Frankenthal/Diez - Noch ist der in Brüssel gefasste Mörder aus der JVA Diez in Belgien. Wenn er zurückkommt, kann er erst einmal keine Freigänge mehr einplanen. Was ihn noch erwartet:

Der nach fast zweimonatiger Flucht gefasste Frauenmörder befindet sich nach seiner Festnahme in Brüssel noch in Belgien. Das sagt der stellvertretende Leiter der Staatsanwaltschaft Frankenthal, Kai Hempelmann, am Mittwoch. Derzeit werde der 47-Jährige dort vernommen. In etwa zwei Wochen wird er an Deutschland ausgeliefert.

In Wohnung eines Bekannten geschnappt

Hempelmann bestätigt auch Angaben der Tageszeitung ‚Die Rheinpfalz‘, wonach der Mann in Brüssel in der Wohnung einer Bekannten gefasst wurde. Noch nicht bestätigen konnte er Informationen des Blattes, dass die Fahnder dem Mann über dessen Facebook-Account auf die Spur gekommen seien. An der Festnahme seien nur belgische Beamte beteiligt gewesen, deren Unterlagen habe man noch nicht, sagte er. „Erkenntnisse für eine Straftat während seiner Flucht haben wir nicht", ergänzte der Oberstaatsanwalt. Bei 500 Euro, die bei dem Mann gefunden worden waren, handele es sich um selbst verdientes Geld.
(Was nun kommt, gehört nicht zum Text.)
//! Notification channel from the engine to its host.
//!
//! Posting never blocks: the channel is unbounded and a disconnected receiver simply
//! drops messages.

use std::time::Duration;

use crossbeam_channel::{Receiver, RecvTimeoutError, Sender, TryRecvError, unbounded};

pub use avsync_types::Message;

/// Sending half, cloned into every engine thread.
#[derive(Clone, Debug)]
pub struct Notifier {
    tx: Sender<Message>,
}

/// Receiving half handed to the host.
#[derive(Debug)]
pub struct MessageReceiver {
    rx: Receiver<Message>,
}

pub fn channel() -> (Notifier, MessageReceiver) {
    let (tx, rx) = unbounded();
    (Notifier { tx }, MessageReceiver { rx })
}

impl Notifier {
    pub fn post(&self, msg: Message) {
        tracing::debug!(code = msg.code(), ?msg, "notify");
        let _ = self.tx.send(msg);
    }
}

impl MessageReceiver {
    /// Blocks until the next message, `None` once the engine is gone.
    pub fn recv(&self) -> Option<Message> {
        self.rx.recv().ok()
    }

    pub fn recv_timeout(&self, timeout: Duration) -> Result<Message, RecvTimeoutError> {
        self.rx.recv_timeout(timeout)
    }

    pub fn try_recv(&self) -> Result<Message, TryRecvError> {
        self.rx.try_recv()
    }

    /// Underlying channel, for `select!` loops.
    pub fn receiver(&self) -> &Receiver<Message> {
        &self.rx
    }
}
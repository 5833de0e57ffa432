//! Synthetic collaborators and end-to-end playback scenarios.

use std::collections::{HashMap, VecDeque};
use std::sync::atomic::{AtomicBool, AtomicU64, Ordering};
use std::sync::{Arc, Mutex};
use std::thread::{self, JoinHandle};
use std::time::Duration;

use anyhow::bail;
use avsync_types::MediaType;

use crate::audio_render::AudioRenderer;
use crate::codec::{Codec, CodecFactory, ReceiveStatus, SendStatus};
use crate::config::EngineConfig;
use crate::media::{
    AudioBuffer, Frame, FramePayload, Packet, PacketFlags, Picture, PixelFormat, Rational,
    StreamInfo, SubtitleContent, SubtitleEvent,
};
use crate::message;
use crate::sink::{AudioOutput, AudioParams, OverlayHandle, SubtitleSink, VideoSink};
use crate::source::{Interrupt, MediaSource, ReadError, SeekTarget, SourceOpener};
use crate::state::{Collaborators, Shared};

pub(crate) const VIDEO_STREAM: usize = 0;
pub(crate) const AUDIO_STREAM: usize = 1;

/// Shape of the generated A/V source. Timestamps are in milliseconds.
#[derive(Clone, Debug)]
pub(crate) struct SyntheticMedia {
    pub duration_ms: i64,
    pub video_frame_ms: i64,
    pub audio_packet_ms: i64,
    pub keyframe_ms: i64,
    pub video_packet_bytes: usize,
    pub audio_packet_bytes: usize,
    pub sample_rate: u32,
    /// Latency before the first packet, like a slow network open.
    pub first_read_delay: Duration,
    /// Flag the first packet at or after this time as a discontinuity.
    pub discontinuity_at_ms: Option<i64>,
    /// Time the video codec spends on each packet.
    pub video_decode_delay: Duration,
    /// Make every source seek fail.
    pub seek_fails: bool,
}

impl Default for SyntheticMedia {
    fn default() -> Self {
        Self {
            duration_ms: 10_000,
            video_frame_ms: 40,
            audio_packet_ms: 20,
            keyframe_ms: 2000,
            video_packet_bytes: 4096,
            audio_packet_bytes: 256,
            sample_rate: 8000,
            first_read_delay: Duration::ZERO,
            discontinuity_at_ms: None,
            video_decode_delay: Duration::ZERO,
            seek_fails: false,
        }
    }
}

impl SyntheticMedia {
    pub fn streams(&self) -> Vec<StreamInfo> {
        let base = StreamInfo {
            index: VIDEO_STREAM,
            media_type: Some(MediaType::Video),
            time_base: Rational::new(1, 1000),
            start_time: Some(0),
            avg_frame_rate: Rational::new(1000, self.video_frame_ms as i32),
            codec_name: "synthetic-video".into(),
            width: 16,
            height: 16,
            sample_rate: 0,
            channels: 0,
            attached_pic: None,
        };
        let audio = StreamInfo {
            index: AUDIO_STREAM,
            media_type: Some(MediaType::Audio),
            avg_frame_rate: Rational::new(0, 1),
            codec_name: "synthetic-audio".into(),
            width: 0,
            height: 0,
            sample_rate: self.sample_rate,
            channels: 1,
            ..base.clone()
        };
        vec![base, audio]
    }
}
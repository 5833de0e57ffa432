//! Output boundaries: video overlays, the audio device, and the subtitle engine.

use crate::audio_render::AudioRenderer;
use crate::media::{Picture, PixelFormat, SubtitleContent, SubtitleEvent};

/// Opaque handle of an overlay owned by a [`VideoSink`].
#[derive(Clone, Copy, Debug, PartialEq, Eq, Hash)]
pub struct OverlayHandle(pub u64);

/// Video presentation surface.
///
/// Overlays are created and filled by the video decode thread and displayed by the
/// refresh thread, so implementations synchronise internally.
pub trait VideoSink: Send + Sync {
    fn create_overlay(
        &self,
        width: u32,
        height: u32,
        format: PixelFormat,
    ) -> anyhow::Result<OverlayHandle>;

    fn free_overlay(&self, _overlay: OverlayHandle) {}

    fn lock(&self, _overlay: OverlayHandle) {}

    fn unlock(&self, _overlay: OverlayHandle) {}

    fn fill_from_frame(&self, overlay: OverlayHandle, picture: &Picture) -> anyhow::Result<()>;

    fn display(&self, overlay: OverlayHandle);

    /// Subtitle visible with the frame just displayed, if any.
    fn show_subtitle(&self, _content: Option<&SubtitleContent>) {}
}

/// Sample layout negotiated with the audio device.
#[derive(Clone, Copy, Debug, PartialEq, Eq)]
pub struct AudioParams {
    pub sample_rate: u32,
    pub channels: u16,
}

/// Platform audio device pulling samples through an [`AudioRenderer`].
pub trait AudioOutput: Send + Sync {
    /// Opens the device and starts pulling from `renderer`; returns the obtained layout.
    fn open(&self, wanted: AudioParams, renderer: AudioRenderer) -> anyhow::Result<AudioParams>;

    fn pause(&self, paused: bool);

    /// Discards samples already handed to the device.
    fn flush(&self) {}

    fn close(&self);

    /// Seconds of audio buffered between the render callback and the speaker.
    fn latency(&self) -> f64 {
        0.0
    }

    /// Applies a time-stretch rate; returns `false` when unsupported.
    fn set_playback_rate(&self, _rate: f32) -> bool {
        false
    }
}

/// External subtitle engine.
pub trait SubtitleSink: Send + Sync {
    fn push(&self, event: SubtitleEvent);

    /// Forgets events that ended before `pts`.
    fn drop_before(&self, pts: f64);

    fn visible_at(&self, pts: f64) -> Option<SubtitleContent>;

    fn flush(&self);
}
//! avplay: a command-line player driving the `avsync` engine.
//!
//! Symphonia demuxes and decodes, CPAL plays the audio, and the engine's
//! notifications are logged (or printed as JSON lines with `--json`).

mod cli;
mod config;
mod device;
mod media;
mod output;

use std::sync::Arc;
use std::time::Duration;

use anyhow::{Context, Result, anyhow};
use avsync::{Collaborators, Message, OverlayHandle, Picture, PixelFormat, Player, VideoSink};
use clap::Parser;
use crossbeam_channel::{bounded, select};
use tracing_subscriber::EnvFilter;

/// Status line period while playing.
const STATUS_INTERVAL: Duration = Duration::from_secs(5);

/// Video output for an audio-only build: overlays are accepted and dropped.
struct NullVideoSink;

impl VideoSink for NullVideoSink {
    fn create_overlay(&self, width: u32, height: u32, _format: PixelFormat) -> Result<OverlayHandle> {
        tracing::debug!(width, height, "video overlay ignored");
        Ok(OverlayHandle(0))
    }

    fn fill_from_frame(&self, _overlay: OverlayHandle, _picture: &Picture) -> Result<()> {
        Ok(())
    }

    fn display(&self, _overlay: OverlayHandle) {}
}

fn main() -> Result<()> {
    let args = cli::Args::parse();
    tracing_subscriber::fmt()
        .with_env_filter(
            EnvFilter::try_from_default_env()
                .unwrap_or_else(|_| EnvFilter::new("info,avsync=info")),
        )
        .init();

    if args.list_devices {
        device::list_devices(&cpal::default_host())?;
        return Ok(());
    }

    match args.cmd {
        Some(cli::Command::Play {
            ref path,
            seek,
            accurate_seek,
            loop_count,
            rate,
            volume,
            json,
        }) => {
            let mut engine = config::load(args.config.as_deref())?;
            engine.accurate_seek |= accurate_seek;
            if let Some(ms) = seek {
                engine.seek_at_start_ms = ms;
            }
            if let Some(count) = loop_count {
                engine.loop_count = count;
            }
            if let Some(rate) = rate {
                engine.playback_rate = rate;
            }
            if let Some(volume) = volume {
                engine.volume = volume;
            }
            let uri = path
                .to_str()
                .ok_or_else(|| anyhow!("path is not valid UTF-8: {:?}", path))?;
            play(engine, uri, args.device.clone(), json)
        }
        None => Err(anyhow!("nothing to do; try `avplay play <file>` or `--list-devices`")),
    }
}

fn play(engine: avsync::EngineConfig, uri: &str, device: Option<String>, json: bool) -> Result<()> {
    let backend = media::SymphoniaBackend::default();
    let collab = Collaborators {
        opener: Arc::new(backend.clone()),
        codecs: Arc::new(backend),
        video_sink: Arc::new(NullVideoSink),
        audio_output: Arc::new(output::CpalOutput::new(device)),
        subtitle_sink: None,
    };
    let (mut player, messages) = Player::new(engine, collab);

    let (stop_tx, stop_rx) = bounded(1);
    ctrlc::set_handler(move || {
        let _ = stop_tx.try_send(());
    })
    .context("install Ctrl-C handler")?;

    player.prepare(uri)?;
    let mut failed = None;
    loop {
        select! {
            recv(messages.receiver()) -> msg => {
                let Ok(msg) = msg else { break };
                report(&msg, json)?;
                match msg {
                    Message::RequestStart => player.start(),
                    Message::Completed => break,
                    Message::Error { code } => {
                        failed = Some(code);
                        break;
                    }
                    _ => {}
                }
            }
            recv(stop_rx) -> _ => {
                tracing::info!("interrupted");
                break;
            }
            default(STATUS_INTERVAL) => {
                let status = player.status();
                tracing::info!(
                    position_ms = ?status.position_ms,
                    duration_ms = ?status.duration_ms,
                    audio_cached_ms = status.audio_cache.duration_ms,
                    buffering = status.buffering,
                    "status"
                );
            }
        }
    }

    player.stop();
    tracing::info!(end_reason = ?player.status().end_reason, "playback ended");
    match failed {
        Some(code) => Err(anyhow!("playback failed with engine error {code}")),
        None => Ok(()),
    }
}

fn report(msg: &Message, json: bool) -> Result<()> {
    if json {
        println!("{}", serde_json::to_string(msg).context("encode message")?);
    } else {
        match msg {
            Message::BufferingUpdate { .. } => tracing::debug!(?msg, "engine"),
            Message::Error { .. } | Message::StreamFatal { .. } => tracing::warn!(?msg, "engine"),
            _ => tracing::info!(?msg, "engine"),
        }
    }
    Ok(())
}
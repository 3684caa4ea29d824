//! Compositor: streams decoded items straight into the display surface
//!
//! A render pass recomposites the whole viewport. Items are walked in
//! document order with a running offset, so a height learned from an item's
//! header immediately moves every item below it within the same pass.

use log::{debug, error, warn};

use crate::decode::{Decoder, PixelSource, ReadBuffer};
use crate::error::DecodeError;
use crate::layout::{Document, Placement, VisibleWalk};
use crate::surface::{DisplaySurface, Rgb};
use crate::viewport::{Extents, Viewport};

/// Colors painted by the compositor itself.
#[derive(Clone, Copy, Debug, PartialEq, Eq)]
pub struct Palette {
    pub background: Rgb,
    /// Fill for items that failed to decode.
    pub error: Rgb,
}

impl Default for Palette {
    fn default() -> Self {
        Self {
            background: Rgb::BLACK,
            error: Rgb::RED,
        }
    }
}

/// How an item's pixel stream ended.
#[derive(Clone, Copy, Debug, PartialEq, Eq)]
pub enum BlitOutcome {
    Complete,
    /// The stream ended before the declared pixel count; what arrived stays
    /// on screen.
    Truncated { delivered: u64, expected: u64 },
}

pub struct Compositor {
    read_buf: ReadBuffer,
    palette: Palette,
}

impl Compositor {
    pub fn new(palette: Palette) -> Self {
        Self::with_read_buffer(palette, ReadBuffer::new())
    }

    pub fn with_read_buffer(palette: Palette, read_buf: ReadBuffer) -> Self {
        Self { read_buf, palette }
    }

    /// Recomposite the viewport and report the content size seen.
    pub fn render(
        &mut self,
        document: &mut Document,
        decoder: &mut dyn Decoder,
        viewport: &Viewport,
        surface: &mut DisplaySurface,
    ) -> Extents {
        surface.clear(self.palette.background);

        let mut walk = VisibleWalk::default();
        while let Some(Placement { index, top }) = walk.next(document, viewport) {
            if let Err(err) = self.render_item(document, decoder, index, top, viewport, surface) {
                error!("{}: {err}", document.locator(index));
                self.paint_failure(document, index, top, viewport, surface);
            }
        }

        document.extents(viewport.scale_factor())
    }

    /// Learn the heights of `indices` from their headers without drawing.
    /// Items that fail to open get their placeholder.
    pub fn measure(
        &mut self,
        document: &mut Document,
        decoder: &mut dyn Decoder,
        indices: &[usize],
    ) {
        for &index in indices {
            let header = decoder
                .open(document.locator(index))
                .and_then(|mut source| {
                    let header = source.read_header();
                    source.finish();
                    header
                });
            match header {
                Ok(header) => document.record_resolved(index, header.height, header.width),
                Err(err) => {
                    warn!("{}: {err}", document.locator(index));
                    document.reserve_placeholder(index);
                }
            }
        }
    }

    fn render_item(
        &mut self,
        document: &mut Document,
        decoder: &mut dyn Decoder,
        index: usize,
        top: i64,
        viewport: &Viewport,
        surface: &mut DisplaySurface,
    ) -> Result<(), DecodeError> {
        let mut source = decoder.open(document.locator(index))?;
        let result = self.blit(source.as_mut(), document, index, top, viewport, surface);
        source.finish();

        match result? {
            BlitOutcome::Complete => debug!("rendered {}", document.locator(index)),
            BlitOutcome::Truncated {
                delivered,
                expected,
            } => warn!(
                "image {} seems corrupted: {delivered} of {expected} pixels",
                document.locator(index)
            ),
        }
        Ok(())
    }

    fn blit(
        &mut self,
        source: &mut dyn PixelSource,
        document: &mut Document,
        index: usize,
        top: i64,
        viewport: &Viewport,
        surface: &mut DisplaySurface,
    ) -> Result<BlitOutcome, DecodeError> {
        let header = source.read_header()?;
        document.record_resolved(index, header.height, header.width);

        let scale = viewport.scale_factor();
        let offset_x = i64::from(viewport.offset_x);
        let view_width = i64::from(viewport.width);
        let view_height = i64::from(viewport.height);

        let expected = header.pixel_count();
        let (mut x, mut y) = (0u32, 0u32);
        let mut delivered = 0u64;
        while let Some(pixels) = source.read_chunk(&mut self.read_buf)? {
            for color in pixels {
                // Extra data past the declared size is ignored.
                if delivered < expected {
                    let display_x = (x as f32 / scale) as i64 - offset_x;
                    let display_y = (y as f32 / scale) as i64 + top;
                    if (0..view_width).contains(&display_x) && (0..view_height).contains(&display_y)
                    {
                        surface.put_pixel(display_x, display_y, color);
                    }
                    delivered += 1;
                }

                x += 1;
                if x >= header.width {
                    x = 0;
                    y = y.saturating_add(1);
                }
            }
        }

        if delivered < expected {
            Ok(BlitOutcome::Truncated {
                delivered,
                expected,
            })
        } else {
            Ok(BlitOutcome::Complete)
        }
    }

    fn paint_failure(
        &self,
        document: &mut Document,
        index: usize,
        top: i64,
        viewport: &Viewport,
        surface: &mut DisplaySurface,
    ) {
        document.reserve_placeholder(index);
        let span = i64::from(document.scaled_height(index, viewport.scale_factor()));
        surface.fill_rect(
            0,
            top,
            i64::from(viewport.width),
            top + span,
            self.palette.error,
        );
    }
}
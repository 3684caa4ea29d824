#![cfg(unix)]

use std::fs;
use std::os::unix::fs::PermissionsExt;
use std::path::{Path, PathBuf};

use serial_test::serial;
use tempfile::TempDir;

use stripview::decode::{Decoder, HelperDecoder, PixelSource, ReadBuffer};
use stripview::error::{DecodeError, ProtocolError};
use stripview::layout::HeightState;
use stripview::surface::{DisplaySurface, PixelFormat, Rgb};
use stripview::test_utils::{farbfeld_image, solid_image};
use stripview::{Compositor, Document, Palette, Viewport};

const CAT: &str = "/bin/cat";
const TEAL: Rgb = Rgb::new(0x00, 0x80, 0x80);

fn write_file(dir: &TempDir, name: &str, bytes: &[u8]) -> PathBuf {
    let path = dir.path().join(name);
    fs::write(&path, bytes).unwrap();
    path
}

fn write_script(dir: &TempDir, name: &str, body: &str) -> PathBuf {
    let path = write_file(dir, name, format!("#!/bin/sh\n{body}\n").as_bytes());
    fs::set_permissions(&path, fs::Permissions::from_mode(0o755)).unwrap();
    path
}

fn locator(path: &Path) -> &str {
    path.to_str().unwrap()
}

fn drain(source: &mut dyn PixelSource) -> Vec<Rgb> {
    let mut buf = ReadBuffer::new();
    let mut pixels = Vec::new();
    while let Some(chunk) = source.read_chunk(&mut buf).unwrap() {
        pixels.extend(chunk);
    }
    pixels
}

#[test]
#[serial]
fn stdin_variant_feeds_the_file_to_the_helper() {
    let dir = TempDir::new().unwrap();
    let colors = |x: u32, y: u32| Rgb::new(x as u8, y as u8, 7);
    let image = write_file(&dir, "page.ff", &farbfeld_image(30, 20, colors));

    let mut decoder = HelperDecoder::stdin(CAT);
    let mut source = decoder.open(locator(&image)).unwrap();
    let header = source.read_header().unwrap();
    assert_eq!((header.width, header.height), (30, 20));

    let pixels = drain(source.as_mut());
    source.finish();
    assert_eq!(pixels.len(), 600);
    assert_eq!(pixels[0], colors(0, 0));
    assert_eq!(pixels[599], colors(29, 19));
}

#[test]
#[serial]
fn argument_variant_passes_the_locator() {
    let dir = TempDir::new().unwrap();
    let image = write_file(&dir, "panel.ff", &solid_image(4, 4, TEAL));

    let mut decoder = HelperDecoder::argument(CAT);
    let mut source = decoder.open(locator(&image)).unwrap();
    source.read_header().unwrap();
    assert_eq!(drain(source.as_mut()), vec![TEAL; 16]);
}

#[test]
#[serial]
fn missing_file_is_a_setup_error() {
    let dir = TempDir::new().unwrap();
    let missing = dir.path().join("nope.ff");

    let mut decoder = HelperDecoder::stdin(CAT);
    match decoder.open(locator(&missing)) {
        Err(DecodeError::Setup { context, .. }) => assert!(context.starts_with("open(")),
        Err(other) => panic!("unexpected error: {other}"),
        Ok(_) => panic!("opened a missing file"),
    }
}

#[test]
#[serial]
fn missing_program_is_a_setup_error() {
    let mut decoder = HelperDecoder::argument("/nonexistent/helper");
    match decoder.open("item") {
        Err(DecodeError::Setup { context, .. }) => assert!(context.starts_with("spawn(")),
        Err(other) => panic!("unexpected error: {other}"),
        Ok(_) => panic!("spawned a missing program"),
    }
}

#[test]
#[serial]
fn silent_helper_yields_short_header() {
    let mut decoder = HelperDecoder::argument("/bin/false");
    let mut source = decoder.open("item").unwrap();
    assert!(matches!(
        source.read_header(),
        Err(DecodeError::Protocol(ProtocolError::ShortHeader { got: 0 }))
    ));
    source.finish();
}

#[test]
#[serial]
fn failing_exit_keeps_delivered_pixels() {
    let dir = TempDir::new().unwrap();
    let image = write_file(&dir, "strip.ff", &solid_image(8, 12, TEAL));
    let helper = write_script(&dir, "helper.sh", "cat \"$1\"\nexit 3");

    let mut decoder = HelperDecoder::argument(&helper);
    let mut document = Document::new([locator(&image)], 200);
    let viewport = Viewport::new(8, 12);
    let mut surface = DisplaySurface::new(8, 12, PixelFormat::Xrgb32);

    let extents = Compositor::new(Palette::default()).render(
        &mut document,
        &mut decoder,
        &viewport,
        &mut surface,
    );

    assert_eq!(extents.total_height, 12);
    assert_eq!(surface.pixel(7, 11), Some(TEAL));
}

#[test]
#[serial]
fn finishing_early_stops_a_busy_helper() {
    let dir = TempDir::new().unwrap();
    // Several pipe buffers' worth, so the helper blocks on write.
    let image = write_file(&dir, "huge.ff", &solid_image(512, 256, TEAL));

    let mut decoder = HelperDecoder::stdin(CAT);
    let mut source = decoder.open(locator(&image)).unwrap();
    source.read_header().unwrap();
    let mut buf = ReadBuffer::new();
    assert!(source.read_chunk(&mut buf).unwrap().is_some());
    source.finish();
}

#[test]
#[serial]
fn broken_items_are_painted_as_errors() {
    let dir = TempDir::new().unwrap();
    let good = write_file(&dir, "good.ff", &solid_image(10, 10, TEAL));
    let garbage = write_file(&dir, "garbage.ff", b"GIF89a not farbfeld at all");
    let missing = dir.path().join("missing.ff");

    let mut decoder = HelperDecoder::stdin(CAT);
    let mut document = Document::new(
        [locator(&good), locator(&garbage), locator(&missing)],
        15,
    );
    let viewport = Viewport::new(10, 60);
    let mut surface = DisplaySurface::new(10, 60, PixelFormat::Rgb24);

    let extents = Compositor::new(Palette::default()).render(
        &mut document,
        &mut decoder,
        &viewport,
        &mut surface,
    );

    assert_eq!(extents.total_height, 40);
    assert_eq!(document.item(1).unwrap().height_state(), HeightState::Placeholder(15));
    assert_eq!(document.item(2).unwrap().height_state(), HeightState::Placeholder(15));
    assert_eq!(surface.pixel(0, 9), Some(TEAL));
    assert_eq!(surface.pixel(0, 10), Some(Rgb::RED));
    assert_eq!(surface.pixel(9, 39), Some(Rgb::RED));
    assert_eq!(surface.pixel(0, 40), Some(Rgb::BLACK));
}
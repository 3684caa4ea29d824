pub mod app;
pub mod cli;
pub mod compositor;
pub mod controller;
pub mod decode;
pub mod display;
pub mod error;
pub mod inputs;
pub mod layout;
pub mod panic_handler;
pub mod settings;
pub mod surface;
pub mod viewport;

#[cfg(any(test, feature = "test-utils"))]
pub mod test_utils;

pub use compositor::{Compositor, Palette};
pub use controller::{Controller, Flow};
pub use layout::Document;
pub use surface::{DisplaySurface, PixelFormat, Rgb};
pub use viewport::{Action, Viewport};
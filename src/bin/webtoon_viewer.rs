use anyhow::Result;
use clap::Parser;

use stripview::app::run_webtoon_viewer;
use stripview::cli::WebtoonArgs;

fn main() -> Result<()> {
    run_webtoon_viewer(WebtoonArgs::parse())
}
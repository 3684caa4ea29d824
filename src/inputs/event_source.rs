use std::collections::VecDeque;

use anyhow::Result;
pub use crossterm::event::{Event, KeyCode, KeyEvent, KeyModifiers};
use crossterm::event::{KeyEventKind, KeyEventState};

/// Where the event loop gets its input from.
///
/// The viewer only redraws in response to input, so reads block.
pub trait EventSource {
    fn next_event(&mut self) -> Result<Event>;
}

/// Terminal input via crossterm.
pub struct TerminalEvents;

impl EventSource for TerminalEvents {
    fn next_event(&mut self) -> Result<Event> {
        Ok(crossterm::event::read()?)
    }
}

/// Replays a fixed list of events, then quits.
pub struct ScriptedEvents {
    events: VecDeque<Event>,
}

impl ScriptedEvents {
    pub fn new(events: impl IntoIterator<Item = Event>) -> Self {
        Self {
            events: events.into_iter().collect(),
        }
    }

    pub fn key_event(code: KeyCode, modifiers: KeyModifiers) -> Event {
        Event::Key(KeyEvent {
            code,
            modifiers,
            kind: KeyEventKind::Press,
            state: KeyEventState::empty(),
        })
    }

    pub fn char_key(c: char) -> Event {
        Self::key_event(KeyCode::Char(c), KeyModifiers::empty())
    }

    pub fn ctrl_char_key(c: char) -> Event {
        Self::key_event(KeyCode::Char(c), KeyModifiers::CONTROL)
    }

    pub fn remaining(&self) -> usize {
        self.events.len()
    }
}

impl EventSource for ScriptedEvents {
    fn next_event(&mut self) -> Result<Event> {
        // Running out of script means the scenario is over.
        Ok(self
            .events
            .pop_front()
            .unwrap_or_else(|| Self::char_key('q')))
    }
}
Beim Landeskriminalamt (LKA) in Mainz waren keine Details zur Festnahme zu erfahren.

Konsequenzen der Flucht

Bestraft wird der Mann für seine Flucht nicht – zumindest nicht im juristischen Sinne. Das deutsche Recht sehe keine Sanktionen vor, wenn sich jemand dem Gefängnis entziehe, sagte der Leitende Direktor der JVA Diez, Josef Maldener. Konsequenzen hat die Flucht dennoch. „All die Lockerungen, die er hatte, die sind weg", so der Anstaltschef. Das betrifft zum Beispiel Freigänge. Außerdem kommt der 47-Jährige, der sich zuletzt auf seiner Station frei bewegen durfte, wieder in die Zelle beziehungsweise in den geschlossenen Vollzug.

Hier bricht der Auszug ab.